═════ Data supplied ═════
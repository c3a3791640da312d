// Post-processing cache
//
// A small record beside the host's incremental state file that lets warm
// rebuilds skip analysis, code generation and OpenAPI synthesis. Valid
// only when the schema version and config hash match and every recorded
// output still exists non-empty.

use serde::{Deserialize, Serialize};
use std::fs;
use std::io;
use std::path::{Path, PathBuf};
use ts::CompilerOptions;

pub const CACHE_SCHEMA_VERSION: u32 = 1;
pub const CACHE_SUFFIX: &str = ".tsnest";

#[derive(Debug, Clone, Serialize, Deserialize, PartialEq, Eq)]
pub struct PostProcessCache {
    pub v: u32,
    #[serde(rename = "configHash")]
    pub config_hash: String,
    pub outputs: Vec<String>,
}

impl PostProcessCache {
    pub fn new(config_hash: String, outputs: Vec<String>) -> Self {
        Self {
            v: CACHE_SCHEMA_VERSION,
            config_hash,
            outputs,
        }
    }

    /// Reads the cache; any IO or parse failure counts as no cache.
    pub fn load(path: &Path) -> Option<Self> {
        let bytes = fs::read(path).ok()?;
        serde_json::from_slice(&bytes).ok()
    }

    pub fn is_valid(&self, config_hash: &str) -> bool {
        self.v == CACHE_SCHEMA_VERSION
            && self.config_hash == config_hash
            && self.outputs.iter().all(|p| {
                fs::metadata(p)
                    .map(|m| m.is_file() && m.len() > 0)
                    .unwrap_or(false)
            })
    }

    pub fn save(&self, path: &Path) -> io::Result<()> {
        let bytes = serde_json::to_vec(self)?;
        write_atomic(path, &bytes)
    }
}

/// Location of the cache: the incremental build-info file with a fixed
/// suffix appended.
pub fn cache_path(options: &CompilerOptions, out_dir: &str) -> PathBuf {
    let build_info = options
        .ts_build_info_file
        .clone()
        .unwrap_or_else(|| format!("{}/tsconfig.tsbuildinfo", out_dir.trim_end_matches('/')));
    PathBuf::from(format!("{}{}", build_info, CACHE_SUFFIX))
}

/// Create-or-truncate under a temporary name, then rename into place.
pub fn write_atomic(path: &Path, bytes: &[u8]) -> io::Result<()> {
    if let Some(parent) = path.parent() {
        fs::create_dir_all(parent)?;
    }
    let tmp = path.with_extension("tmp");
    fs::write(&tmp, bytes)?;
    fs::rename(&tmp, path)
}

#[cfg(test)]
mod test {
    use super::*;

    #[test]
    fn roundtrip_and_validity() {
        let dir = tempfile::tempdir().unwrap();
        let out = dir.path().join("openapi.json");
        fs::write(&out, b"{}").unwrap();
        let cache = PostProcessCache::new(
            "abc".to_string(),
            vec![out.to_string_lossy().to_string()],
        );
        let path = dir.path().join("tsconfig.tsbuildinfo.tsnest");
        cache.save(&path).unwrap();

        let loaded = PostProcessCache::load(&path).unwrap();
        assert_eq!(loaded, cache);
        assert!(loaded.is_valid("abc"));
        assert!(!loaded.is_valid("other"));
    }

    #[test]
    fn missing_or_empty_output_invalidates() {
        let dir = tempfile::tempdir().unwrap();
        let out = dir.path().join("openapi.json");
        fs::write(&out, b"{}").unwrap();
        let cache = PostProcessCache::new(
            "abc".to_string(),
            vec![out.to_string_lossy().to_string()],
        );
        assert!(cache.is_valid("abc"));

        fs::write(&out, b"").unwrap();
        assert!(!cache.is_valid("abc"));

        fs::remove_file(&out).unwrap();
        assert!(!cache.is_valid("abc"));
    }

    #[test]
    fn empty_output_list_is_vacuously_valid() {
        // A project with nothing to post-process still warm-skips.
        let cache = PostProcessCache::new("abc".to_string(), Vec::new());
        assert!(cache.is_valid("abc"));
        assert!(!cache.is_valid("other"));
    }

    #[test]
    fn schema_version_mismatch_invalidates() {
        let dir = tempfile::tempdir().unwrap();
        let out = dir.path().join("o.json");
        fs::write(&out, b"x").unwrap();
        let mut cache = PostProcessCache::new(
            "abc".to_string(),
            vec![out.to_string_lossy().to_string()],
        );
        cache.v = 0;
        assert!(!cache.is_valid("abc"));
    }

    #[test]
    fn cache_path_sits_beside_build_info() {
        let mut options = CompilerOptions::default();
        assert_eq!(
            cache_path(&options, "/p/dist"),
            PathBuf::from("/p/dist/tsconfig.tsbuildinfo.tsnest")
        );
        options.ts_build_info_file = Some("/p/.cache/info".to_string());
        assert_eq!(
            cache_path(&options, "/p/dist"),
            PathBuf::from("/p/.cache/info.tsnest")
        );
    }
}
═════
═════ Data supplied ═════
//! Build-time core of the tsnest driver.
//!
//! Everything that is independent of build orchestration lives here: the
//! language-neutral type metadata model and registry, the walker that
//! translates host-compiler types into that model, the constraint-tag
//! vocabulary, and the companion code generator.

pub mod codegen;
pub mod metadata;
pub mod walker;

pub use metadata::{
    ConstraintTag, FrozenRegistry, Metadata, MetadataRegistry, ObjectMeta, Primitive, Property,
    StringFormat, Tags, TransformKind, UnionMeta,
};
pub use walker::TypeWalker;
═════
═════ Data supplied ═════
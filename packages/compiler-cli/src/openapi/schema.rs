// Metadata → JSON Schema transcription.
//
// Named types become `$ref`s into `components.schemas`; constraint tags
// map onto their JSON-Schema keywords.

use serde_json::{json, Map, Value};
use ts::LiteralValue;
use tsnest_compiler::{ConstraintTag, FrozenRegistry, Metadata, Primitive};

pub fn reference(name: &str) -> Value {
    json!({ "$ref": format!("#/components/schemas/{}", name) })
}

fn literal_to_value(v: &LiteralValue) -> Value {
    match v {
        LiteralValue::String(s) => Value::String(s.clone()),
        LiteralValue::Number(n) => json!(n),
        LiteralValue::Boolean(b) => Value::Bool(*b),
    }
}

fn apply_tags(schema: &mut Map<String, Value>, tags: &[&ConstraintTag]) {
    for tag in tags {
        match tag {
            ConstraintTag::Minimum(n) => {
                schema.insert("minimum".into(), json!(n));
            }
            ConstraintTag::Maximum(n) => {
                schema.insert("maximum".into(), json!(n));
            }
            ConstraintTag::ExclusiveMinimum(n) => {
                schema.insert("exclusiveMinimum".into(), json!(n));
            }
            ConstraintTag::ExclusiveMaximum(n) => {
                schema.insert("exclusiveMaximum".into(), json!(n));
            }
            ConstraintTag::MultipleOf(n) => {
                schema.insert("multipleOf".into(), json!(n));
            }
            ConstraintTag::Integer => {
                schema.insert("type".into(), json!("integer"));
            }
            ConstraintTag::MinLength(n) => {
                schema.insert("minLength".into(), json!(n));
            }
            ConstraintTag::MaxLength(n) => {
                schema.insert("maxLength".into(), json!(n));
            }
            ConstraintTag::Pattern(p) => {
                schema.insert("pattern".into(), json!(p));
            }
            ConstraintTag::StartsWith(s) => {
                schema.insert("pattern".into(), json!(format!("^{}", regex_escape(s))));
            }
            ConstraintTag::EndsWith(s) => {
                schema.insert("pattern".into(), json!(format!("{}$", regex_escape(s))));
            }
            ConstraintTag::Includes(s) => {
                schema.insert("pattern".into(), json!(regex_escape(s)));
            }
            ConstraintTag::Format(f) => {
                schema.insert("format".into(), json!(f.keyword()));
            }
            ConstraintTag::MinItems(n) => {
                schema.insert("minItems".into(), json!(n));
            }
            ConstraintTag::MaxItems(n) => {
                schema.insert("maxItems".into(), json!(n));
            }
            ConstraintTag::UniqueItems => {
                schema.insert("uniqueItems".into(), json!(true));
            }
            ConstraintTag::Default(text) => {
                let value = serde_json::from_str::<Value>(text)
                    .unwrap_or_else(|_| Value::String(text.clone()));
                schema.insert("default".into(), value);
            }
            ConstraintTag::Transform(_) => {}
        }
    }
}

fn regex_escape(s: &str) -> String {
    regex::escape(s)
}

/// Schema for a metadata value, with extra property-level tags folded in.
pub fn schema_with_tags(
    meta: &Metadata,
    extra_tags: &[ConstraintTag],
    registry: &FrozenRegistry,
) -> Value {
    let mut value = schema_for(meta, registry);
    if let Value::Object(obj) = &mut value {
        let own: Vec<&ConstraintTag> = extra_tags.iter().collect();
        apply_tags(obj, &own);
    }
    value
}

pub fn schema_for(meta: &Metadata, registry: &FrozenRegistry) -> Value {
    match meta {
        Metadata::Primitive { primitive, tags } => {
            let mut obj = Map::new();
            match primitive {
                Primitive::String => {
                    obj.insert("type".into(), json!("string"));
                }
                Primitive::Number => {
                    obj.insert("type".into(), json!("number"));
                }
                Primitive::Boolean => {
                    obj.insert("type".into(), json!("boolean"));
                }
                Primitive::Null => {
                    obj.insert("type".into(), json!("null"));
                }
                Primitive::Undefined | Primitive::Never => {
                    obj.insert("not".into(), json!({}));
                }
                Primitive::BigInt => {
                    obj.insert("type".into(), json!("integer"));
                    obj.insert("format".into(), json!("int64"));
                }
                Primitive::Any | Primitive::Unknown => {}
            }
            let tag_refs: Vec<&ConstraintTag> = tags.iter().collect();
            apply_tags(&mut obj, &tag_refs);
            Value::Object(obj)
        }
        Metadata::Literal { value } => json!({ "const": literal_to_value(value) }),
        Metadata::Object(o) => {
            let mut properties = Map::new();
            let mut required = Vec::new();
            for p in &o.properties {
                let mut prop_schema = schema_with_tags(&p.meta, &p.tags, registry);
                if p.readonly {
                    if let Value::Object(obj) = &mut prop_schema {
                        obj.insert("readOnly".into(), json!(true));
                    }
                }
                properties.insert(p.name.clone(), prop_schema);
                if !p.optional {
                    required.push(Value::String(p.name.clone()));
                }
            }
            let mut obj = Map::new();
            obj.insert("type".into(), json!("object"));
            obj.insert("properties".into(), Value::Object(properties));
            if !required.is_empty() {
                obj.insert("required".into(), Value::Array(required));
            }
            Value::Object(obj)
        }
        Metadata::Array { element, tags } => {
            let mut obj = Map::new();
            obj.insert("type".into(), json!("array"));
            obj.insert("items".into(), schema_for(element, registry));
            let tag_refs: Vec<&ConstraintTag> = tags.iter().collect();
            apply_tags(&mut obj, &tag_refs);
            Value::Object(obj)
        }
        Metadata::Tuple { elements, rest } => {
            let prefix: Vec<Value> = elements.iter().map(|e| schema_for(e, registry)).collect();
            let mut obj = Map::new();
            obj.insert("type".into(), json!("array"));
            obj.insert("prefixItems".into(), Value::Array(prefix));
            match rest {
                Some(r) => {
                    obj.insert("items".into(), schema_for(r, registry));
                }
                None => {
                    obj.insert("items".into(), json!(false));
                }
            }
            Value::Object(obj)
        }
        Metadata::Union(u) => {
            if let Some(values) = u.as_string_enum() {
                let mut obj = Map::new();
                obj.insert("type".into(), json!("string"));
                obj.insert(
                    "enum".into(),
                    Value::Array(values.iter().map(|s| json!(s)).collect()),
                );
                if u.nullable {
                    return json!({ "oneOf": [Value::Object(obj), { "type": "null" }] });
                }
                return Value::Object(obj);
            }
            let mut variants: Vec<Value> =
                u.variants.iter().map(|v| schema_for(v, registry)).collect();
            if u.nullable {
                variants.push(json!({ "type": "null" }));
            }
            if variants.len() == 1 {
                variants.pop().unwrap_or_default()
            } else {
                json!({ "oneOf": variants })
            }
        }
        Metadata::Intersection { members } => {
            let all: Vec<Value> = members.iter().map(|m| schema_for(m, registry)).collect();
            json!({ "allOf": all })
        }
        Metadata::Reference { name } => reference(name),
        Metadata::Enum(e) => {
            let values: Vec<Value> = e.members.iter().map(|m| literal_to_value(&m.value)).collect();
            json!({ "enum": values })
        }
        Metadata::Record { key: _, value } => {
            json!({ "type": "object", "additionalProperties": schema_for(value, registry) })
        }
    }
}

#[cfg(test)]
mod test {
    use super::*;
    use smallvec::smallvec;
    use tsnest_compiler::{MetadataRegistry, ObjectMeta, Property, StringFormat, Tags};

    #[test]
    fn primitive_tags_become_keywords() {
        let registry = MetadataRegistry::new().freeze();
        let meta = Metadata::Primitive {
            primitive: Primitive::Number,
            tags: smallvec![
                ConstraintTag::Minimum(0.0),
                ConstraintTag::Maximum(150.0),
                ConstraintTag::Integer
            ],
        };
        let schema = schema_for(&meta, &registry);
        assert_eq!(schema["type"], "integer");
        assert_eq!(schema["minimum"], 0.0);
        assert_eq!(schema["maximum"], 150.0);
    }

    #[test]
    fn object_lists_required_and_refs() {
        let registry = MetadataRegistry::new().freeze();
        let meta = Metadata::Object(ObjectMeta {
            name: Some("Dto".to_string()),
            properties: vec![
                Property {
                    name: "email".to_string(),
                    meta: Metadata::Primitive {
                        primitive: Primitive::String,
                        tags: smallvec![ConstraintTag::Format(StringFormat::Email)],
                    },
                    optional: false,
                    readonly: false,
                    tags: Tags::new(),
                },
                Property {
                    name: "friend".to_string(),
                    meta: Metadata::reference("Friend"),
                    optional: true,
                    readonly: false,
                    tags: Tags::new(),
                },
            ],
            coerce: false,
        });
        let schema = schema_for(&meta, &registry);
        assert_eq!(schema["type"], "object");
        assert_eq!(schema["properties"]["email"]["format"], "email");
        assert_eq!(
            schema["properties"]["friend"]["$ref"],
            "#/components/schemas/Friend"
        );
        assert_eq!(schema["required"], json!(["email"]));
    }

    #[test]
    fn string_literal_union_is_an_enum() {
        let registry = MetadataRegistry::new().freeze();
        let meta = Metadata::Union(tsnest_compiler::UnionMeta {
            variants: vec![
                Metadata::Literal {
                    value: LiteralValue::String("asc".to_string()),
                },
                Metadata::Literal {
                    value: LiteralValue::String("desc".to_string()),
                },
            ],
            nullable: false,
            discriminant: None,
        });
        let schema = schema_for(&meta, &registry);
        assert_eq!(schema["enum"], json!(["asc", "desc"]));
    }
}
═════
### Work item
Going through the data, tally the lines containing "true" and report only the result.

### Response area
3